[Saved data entries]
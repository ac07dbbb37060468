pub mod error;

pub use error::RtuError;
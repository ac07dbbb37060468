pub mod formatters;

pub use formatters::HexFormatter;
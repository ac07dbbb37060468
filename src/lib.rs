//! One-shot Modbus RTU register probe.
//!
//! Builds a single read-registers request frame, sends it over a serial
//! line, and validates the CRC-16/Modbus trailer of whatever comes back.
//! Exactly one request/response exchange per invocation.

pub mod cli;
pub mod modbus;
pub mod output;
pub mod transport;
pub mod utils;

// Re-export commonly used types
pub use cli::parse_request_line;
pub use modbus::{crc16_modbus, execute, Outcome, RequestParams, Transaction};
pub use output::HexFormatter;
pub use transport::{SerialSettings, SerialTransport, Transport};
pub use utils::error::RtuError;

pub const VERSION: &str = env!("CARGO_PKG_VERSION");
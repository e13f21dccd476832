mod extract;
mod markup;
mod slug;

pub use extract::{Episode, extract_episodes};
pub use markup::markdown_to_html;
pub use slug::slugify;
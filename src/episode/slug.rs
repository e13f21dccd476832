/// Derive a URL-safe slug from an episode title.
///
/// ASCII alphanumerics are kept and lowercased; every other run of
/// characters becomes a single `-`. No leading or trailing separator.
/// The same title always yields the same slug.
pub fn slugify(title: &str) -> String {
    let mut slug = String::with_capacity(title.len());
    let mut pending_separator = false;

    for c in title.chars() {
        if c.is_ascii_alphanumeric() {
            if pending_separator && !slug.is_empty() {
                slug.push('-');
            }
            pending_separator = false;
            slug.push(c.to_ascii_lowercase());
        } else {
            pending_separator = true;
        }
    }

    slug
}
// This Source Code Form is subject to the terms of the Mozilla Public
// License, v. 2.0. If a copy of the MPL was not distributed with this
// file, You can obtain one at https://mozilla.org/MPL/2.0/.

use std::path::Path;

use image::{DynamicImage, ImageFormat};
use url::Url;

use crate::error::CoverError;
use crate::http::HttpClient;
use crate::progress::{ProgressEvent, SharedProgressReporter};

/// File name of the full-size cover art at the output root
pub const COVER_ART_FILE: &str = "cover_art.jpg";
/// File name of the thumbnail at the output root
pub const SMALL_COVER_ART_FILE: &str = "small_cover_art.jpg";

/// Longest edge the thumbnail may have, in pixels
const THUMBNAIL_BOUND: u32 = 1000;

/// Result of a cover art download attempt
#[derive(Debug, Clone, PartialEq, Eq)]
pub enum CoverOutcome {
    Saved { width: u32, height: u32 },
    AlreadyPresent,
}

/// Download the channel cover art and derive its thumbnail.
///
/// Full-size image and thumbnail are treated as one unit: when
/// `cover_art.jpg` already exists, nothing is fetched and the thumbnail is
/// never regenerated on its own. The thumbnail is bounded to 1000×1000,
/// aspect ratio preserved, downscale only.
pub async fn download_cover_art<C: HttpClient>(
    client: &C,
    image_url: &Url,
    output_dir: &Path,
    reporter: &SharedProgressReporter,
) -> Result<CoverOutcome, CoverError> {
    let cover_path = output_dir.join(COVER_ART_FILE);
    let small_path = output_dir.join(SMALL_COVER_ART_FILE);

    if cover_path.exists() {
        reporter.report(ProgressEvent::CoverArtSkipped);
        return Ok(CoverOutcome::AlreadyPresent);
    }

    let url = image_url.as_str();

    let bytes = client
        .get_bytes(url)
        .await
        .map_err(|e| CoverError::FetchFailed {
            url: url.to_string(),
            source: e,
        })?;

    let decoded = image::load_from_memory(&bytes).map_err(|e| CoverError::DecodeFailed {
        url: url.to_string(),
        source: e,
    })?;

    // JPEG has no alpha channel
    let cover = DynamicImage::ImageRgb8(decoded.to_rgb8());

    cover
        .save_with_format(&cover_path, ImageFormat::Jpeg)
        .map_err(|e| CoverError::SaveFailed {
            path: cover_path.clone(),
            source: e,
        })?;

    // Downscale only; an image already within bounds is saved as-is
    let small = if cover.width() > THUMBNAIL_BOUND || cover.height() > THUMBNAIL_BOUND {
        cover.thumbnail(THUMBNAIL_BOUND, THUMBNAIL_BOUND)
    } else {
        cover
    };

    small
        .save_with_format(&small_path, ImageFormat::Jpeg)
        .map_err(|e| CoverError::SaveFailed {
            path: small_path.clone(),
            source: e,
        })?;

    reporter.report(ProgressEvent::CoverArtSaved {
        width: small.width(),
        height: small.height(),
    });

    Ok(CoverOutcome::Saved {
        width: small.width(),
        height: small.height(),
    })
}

### Task goal
Could you copy every line from the records that mentions the word "SharedProgressReporter"?

### Worked solution
use crate::progress::{ProgressEvent, SharedProgressReporter};
    reporter: &SharedProgressReporter,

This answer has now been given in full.